LISTED RECORDS:
*** Block opens ***

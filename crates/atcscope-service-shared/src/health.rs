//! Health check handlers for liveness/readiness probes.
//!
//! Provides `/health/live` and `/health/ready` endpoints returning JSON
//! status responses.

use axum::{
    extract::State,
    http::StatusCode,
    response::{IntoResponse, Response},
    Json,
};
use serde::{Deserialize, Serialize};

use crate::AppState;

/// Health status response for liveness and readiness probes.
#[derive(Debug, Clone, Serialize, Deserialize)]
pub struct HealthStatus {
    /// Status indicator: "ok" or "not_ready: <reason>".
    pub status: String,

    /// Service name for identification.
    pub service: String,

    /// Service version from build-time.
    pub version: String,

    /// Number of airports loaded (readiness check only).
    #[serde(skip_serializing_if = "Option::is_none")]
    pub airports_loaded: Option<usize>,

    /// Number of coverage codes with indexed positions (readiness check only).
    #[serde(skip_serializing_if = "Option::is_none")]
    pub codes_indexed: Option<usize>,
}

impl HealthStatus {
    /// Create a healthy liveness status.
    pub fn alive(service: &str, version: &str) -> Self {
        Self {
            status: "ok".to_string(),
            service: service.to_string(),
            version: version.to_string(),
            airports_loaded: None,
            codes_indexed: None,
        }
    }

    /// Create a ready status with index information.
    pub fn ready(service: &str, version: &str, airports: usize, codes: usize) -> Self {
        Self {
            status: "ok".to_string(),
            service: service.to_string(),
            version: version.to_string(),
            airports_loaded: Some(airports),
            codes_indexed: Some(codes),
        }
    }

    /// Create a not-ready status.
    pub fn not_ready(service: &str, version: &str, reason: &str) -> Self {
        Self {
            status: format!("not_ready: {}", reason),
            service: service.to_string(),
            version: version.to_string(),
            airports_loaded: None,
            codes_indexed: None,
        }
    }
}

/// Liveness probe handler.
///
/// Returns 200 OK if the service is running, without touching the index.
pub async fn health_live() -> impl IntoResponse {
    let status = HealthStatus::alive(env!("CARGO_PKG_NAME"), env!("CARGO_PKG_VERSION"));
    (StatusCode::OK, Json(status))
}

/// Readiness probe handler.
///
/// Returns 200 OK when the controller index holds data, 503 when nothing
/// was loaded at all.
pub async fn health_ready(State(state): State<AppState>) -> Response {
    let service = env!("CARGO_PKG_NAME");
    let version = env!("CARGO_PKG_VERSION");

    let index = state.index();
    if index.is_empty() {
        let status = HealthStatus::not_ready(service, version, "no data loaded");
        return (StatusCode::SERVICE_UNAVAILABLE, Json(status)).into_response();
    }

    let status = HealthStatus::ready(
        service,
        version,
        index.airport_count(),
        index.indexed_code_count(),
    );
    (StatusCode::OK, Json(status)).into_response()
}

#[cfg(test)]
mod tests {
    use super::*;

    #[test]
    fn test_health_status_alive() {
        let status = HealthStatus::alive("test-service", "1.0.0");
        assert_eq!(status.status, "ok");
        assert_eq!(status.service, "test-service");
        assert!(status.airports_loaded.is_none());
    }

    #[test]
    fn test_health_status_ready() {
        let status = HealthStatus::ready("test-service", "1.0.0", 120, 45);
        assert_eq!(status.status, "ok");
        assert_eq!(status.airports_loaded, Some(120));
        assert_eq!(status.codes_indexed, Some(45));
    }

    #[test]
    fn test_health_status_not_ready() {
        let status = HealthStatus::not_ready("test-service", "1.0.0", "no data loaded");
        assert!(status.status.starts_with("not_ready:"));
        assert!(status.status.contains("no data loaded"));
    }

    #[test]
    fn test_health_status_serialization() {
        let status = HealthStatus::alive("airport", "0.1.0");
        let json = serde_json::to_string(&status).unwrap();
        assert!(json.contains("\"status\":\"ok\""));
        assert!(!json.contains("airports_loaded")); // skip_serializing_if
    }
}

*** Block closes ***
*** Block opens ***

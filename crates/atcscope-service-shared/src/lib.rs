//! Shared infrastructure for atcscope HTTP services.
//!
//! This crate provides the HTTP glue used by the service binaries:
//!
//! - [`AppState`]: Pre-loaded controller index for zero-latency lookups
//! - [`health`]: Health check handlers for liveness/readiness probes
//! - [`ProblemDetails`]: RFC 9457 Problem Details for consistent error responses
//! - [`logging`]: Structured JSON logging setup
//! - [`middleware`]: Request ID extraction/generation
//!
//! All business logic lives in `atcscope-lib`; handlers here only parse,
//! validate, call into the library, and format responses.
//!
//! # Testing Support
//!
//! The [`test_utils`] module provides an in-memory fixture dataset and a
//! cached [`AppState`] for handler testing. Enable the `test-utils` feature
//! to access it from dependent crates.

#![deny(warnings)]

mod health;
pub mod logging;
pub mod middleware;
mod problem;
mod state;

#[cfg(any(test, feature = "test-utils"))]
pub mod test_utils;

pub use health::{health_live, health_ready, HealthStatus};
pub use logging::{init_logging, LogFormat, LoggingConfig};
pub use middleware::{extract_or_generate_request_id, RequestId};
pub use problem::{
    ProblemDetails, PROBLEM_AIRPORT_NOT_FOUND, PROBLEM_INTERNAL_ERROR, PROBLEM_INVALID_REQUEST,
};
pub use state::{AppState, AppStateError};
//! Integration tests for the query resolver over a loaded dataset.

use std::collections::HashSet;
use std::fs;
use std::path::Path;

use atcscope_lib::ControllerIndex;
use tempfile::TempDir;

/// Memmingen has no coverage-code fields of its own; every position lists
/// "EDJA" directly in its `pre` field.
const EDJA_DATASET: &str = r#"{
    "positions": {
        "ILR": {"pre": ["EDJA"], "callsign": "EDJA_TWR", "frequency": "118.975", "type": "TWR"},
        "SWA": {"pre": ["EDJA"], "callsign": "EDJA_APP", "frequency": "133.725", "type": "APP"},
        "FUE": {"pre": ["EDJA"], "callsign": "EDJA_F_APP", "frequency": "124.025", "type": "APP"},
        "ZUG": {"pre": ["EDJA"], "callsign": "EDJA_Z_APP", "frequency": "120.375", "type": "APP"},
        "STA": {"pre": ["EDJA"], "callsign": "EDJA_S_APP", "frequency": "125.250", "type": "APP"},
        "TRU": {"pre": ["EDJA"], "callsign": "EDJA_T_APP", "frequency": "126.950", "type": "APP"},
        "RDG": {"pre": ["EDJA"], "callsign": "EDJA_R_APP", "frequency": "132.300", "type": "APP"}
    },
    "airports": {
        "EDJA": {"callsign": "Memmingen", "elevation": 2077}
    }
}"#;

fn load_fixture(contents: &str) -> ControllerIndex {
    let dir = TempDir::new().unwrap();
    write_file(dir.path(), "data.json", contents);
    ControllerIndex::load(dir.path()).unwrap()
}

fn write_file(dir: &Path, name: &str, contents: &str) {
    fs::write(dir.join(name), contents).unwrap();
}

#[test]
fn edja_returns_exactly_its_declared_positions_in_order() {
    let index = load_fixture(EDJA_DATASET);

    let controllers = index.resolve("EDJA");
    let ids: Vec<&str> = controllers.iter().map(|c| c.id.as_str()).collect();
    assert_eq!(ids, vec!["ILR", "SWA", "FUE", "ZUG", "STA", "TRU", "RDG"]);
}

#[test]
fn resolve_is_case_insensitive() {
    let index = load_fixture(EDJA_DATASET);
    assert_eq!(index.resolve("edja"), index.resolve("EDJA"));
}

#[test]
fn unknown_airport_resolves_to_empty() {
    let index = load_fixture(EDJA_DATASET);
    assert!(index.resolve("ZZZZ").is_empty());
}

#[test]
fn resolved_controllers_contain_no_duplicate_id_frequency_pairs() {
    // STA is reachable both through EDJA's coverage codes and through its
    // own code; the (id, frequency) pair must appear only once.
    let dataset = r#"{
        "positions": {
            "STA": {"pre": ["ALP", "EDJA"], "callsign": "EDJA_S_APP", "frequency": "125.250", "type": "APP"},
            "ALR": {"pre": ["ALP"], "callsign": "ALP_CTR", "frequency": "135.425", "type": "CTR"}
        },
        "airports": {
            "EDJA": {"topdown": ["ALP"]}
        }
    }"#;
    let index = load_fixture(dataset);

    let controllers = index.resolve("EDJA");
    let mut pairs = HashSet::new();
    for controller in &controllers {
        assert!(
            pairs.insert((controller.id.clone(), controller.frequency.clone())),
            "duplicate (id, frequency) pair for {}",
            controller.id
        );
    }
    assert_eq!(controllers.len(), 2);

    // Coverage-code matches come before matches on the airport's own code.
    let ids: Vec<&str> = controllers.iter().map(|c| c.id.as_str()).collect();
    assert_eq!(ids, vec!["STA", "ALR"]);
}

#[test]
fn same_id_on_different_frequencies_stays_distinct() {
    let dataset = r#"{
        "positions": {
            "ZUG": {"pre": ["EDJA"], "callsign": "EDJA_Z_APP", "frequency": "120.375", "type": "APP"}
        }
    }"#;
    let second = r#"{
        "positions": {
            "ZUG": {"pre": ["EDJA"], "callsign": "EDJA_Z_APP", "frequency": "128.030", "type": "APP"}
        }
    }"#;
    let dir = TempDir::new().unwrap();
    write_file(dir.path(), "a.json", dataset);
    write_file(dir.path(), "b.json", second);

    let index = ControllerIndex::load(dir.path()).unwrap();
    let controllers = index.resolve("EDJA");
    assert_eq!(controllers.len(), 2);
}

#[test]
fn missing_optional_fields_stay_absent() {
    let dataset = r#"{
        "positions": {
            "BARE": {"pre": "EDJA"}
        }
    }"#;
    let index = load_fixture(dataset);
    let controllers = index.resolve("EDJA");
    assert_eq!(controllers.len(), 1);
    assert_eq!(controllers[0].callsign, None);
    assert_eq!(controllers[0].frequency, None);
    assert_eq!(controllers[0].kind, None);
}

*** Block closes ***
*** Block opens ***

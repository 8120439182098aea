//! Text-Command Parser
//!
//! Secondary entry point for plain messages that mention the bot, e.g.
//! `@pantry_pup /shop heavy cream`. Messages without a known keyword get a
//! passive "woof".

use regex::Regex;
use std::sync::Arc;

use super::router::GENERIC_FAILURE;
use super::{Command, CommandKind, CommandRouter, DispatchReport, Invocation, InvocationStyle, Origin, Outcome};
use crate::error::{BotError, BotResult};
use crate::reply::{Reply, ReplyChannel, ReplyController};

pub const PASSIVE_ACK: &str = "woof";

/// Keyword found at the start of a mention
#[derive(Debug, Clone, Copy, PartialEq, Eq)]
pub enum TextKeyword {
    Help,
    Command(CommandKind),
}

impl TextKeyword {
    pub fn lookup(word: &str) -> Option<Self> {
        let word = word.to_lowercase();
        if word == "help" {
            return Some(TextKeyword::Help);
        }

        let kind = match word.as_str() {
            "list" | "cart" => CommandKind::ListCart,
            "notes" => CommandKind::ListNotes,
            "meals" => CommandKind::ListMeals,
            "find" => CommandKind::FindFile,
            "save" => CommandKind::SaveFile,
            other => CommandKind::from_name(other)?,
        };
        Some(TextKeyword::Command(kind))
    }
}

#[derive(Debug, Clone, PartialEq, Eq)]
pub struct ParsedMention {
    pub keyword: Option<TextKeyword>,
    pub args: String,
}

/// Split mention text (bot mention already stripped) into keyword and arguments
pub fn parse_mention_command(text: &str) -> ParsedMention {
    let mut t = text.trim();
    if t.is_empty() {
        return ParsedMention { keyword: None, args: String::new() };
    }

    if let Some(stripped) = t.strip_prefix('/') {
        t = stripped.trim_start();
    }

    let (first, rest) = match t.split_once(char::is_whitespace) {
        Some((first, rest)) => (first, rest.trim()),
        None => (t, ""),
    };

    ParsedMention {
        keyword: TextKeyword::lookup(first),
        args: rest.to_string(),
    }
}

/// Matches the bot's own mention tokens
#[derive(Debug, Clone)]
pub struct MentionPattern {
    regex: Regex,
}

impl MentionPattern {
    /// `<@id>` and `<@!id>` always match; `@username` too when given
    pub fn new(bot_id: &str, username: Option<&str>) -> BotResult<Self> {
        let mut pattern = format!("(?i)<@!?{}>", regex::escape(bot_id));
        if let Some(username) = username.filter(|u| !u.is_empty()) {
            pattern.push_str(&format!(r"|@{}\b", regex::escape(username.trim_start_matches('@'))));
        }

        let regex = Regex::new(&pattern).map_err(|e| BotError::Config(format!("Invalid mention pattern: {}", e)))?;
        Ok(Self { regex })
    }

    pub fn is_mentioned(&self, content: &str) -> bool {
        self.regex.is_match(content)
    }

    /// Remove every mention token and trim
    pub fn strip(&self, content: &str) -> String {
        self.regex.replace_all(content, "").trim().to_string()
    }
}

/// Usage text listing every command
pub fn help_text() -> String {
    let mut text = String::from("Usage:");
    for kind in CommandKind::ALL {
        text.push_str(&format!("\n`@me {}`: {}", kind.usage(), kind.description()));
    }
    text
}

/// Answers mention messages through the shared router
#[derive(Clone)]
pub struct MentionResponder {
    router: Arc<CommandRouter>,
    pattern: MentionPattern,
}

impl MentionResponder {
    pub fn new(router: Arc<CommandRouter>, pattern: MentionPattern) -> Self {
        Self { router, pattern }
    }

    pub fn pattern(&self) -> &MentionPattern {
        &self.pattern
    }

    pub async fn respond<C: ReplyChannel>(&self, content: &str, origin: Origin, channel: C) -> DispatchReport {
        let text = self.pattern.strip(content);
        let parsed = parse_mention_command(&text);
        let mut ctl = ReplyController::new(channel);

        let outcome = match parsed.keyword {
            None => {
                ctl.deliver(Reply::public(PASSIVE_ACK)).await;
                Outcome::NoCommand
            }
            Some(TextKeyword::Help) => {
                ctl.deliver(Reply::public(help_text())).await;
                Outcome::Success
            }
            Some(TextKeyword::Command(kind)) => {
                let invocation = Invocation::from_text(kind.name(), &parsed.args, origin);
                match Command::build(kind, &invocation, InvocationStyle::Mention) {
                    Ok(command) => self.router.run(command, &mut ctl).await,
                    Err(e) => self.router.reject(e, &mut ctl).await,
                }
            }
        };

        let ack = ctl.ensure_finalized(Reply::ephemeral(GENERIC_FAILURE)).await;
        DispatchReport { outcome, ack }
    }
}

*** Block closes ***

WHAT TO PRODUCE:
For this exercise, copy each line from the listing above that has the word "build".

RESULT:
    /// Service version from build-time.
                match Command::build(kind, &invocation, InvocationStyle::Mention) {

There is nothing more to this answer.